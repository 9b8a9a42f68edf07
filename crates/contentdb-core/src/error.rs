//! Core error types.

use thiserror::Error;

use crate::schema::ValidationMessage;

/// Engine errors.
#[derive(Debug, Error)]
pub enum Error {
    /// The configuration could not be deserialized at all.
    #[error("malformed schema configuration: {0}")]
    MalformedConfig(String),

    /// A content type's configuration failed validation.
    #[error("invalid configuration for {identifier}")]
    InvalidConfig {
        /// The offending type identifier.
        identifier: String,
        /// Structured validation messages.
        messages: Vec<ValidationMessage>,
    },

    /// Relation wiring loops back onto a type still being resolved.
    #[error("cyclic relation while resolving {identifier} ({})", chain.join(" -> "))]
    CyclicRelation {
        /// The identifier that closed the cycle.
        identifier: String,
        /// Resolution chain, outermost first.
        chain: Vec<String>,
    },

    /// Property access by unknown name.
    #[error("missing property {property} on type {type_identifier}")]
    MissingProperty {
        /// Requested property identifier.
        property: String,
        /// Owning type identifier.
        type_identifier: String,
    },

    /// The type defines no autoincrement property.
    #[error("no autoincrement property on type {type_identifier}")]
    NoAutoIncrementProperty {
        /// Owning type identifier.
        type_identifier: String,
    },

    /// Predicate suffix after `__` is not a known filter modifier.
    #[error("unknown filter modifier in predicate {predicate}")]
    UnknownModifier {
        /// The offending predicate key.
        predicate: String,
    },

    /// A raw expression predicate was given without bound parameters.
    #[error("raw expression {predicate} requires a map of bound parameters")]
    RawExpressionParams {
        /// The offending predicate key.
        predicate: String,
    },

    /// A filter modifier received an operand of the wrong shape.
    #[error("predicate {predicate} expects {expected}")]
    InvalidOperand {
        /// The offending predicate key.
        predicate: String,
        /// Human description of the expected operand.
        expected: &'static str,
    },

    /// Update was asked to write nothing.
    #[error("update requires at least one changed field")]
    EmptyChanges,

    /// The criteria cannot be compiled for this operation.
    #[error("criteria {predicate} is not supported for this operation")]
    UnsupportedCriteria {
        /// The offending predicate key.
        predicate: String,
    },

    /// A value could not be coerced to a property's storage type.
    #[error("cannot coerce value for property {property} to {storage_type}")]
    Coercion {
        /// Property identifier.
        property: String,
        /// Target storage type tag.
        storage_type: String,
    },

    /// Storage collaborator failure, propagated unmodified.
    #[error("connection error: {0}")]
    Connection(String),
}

☆ ☆ ☆ ☆ ☆

» **Problem**
What is the number of lines in the material above that carry the word "could"? Respond with that count and nothing more.

» **Written reply**
2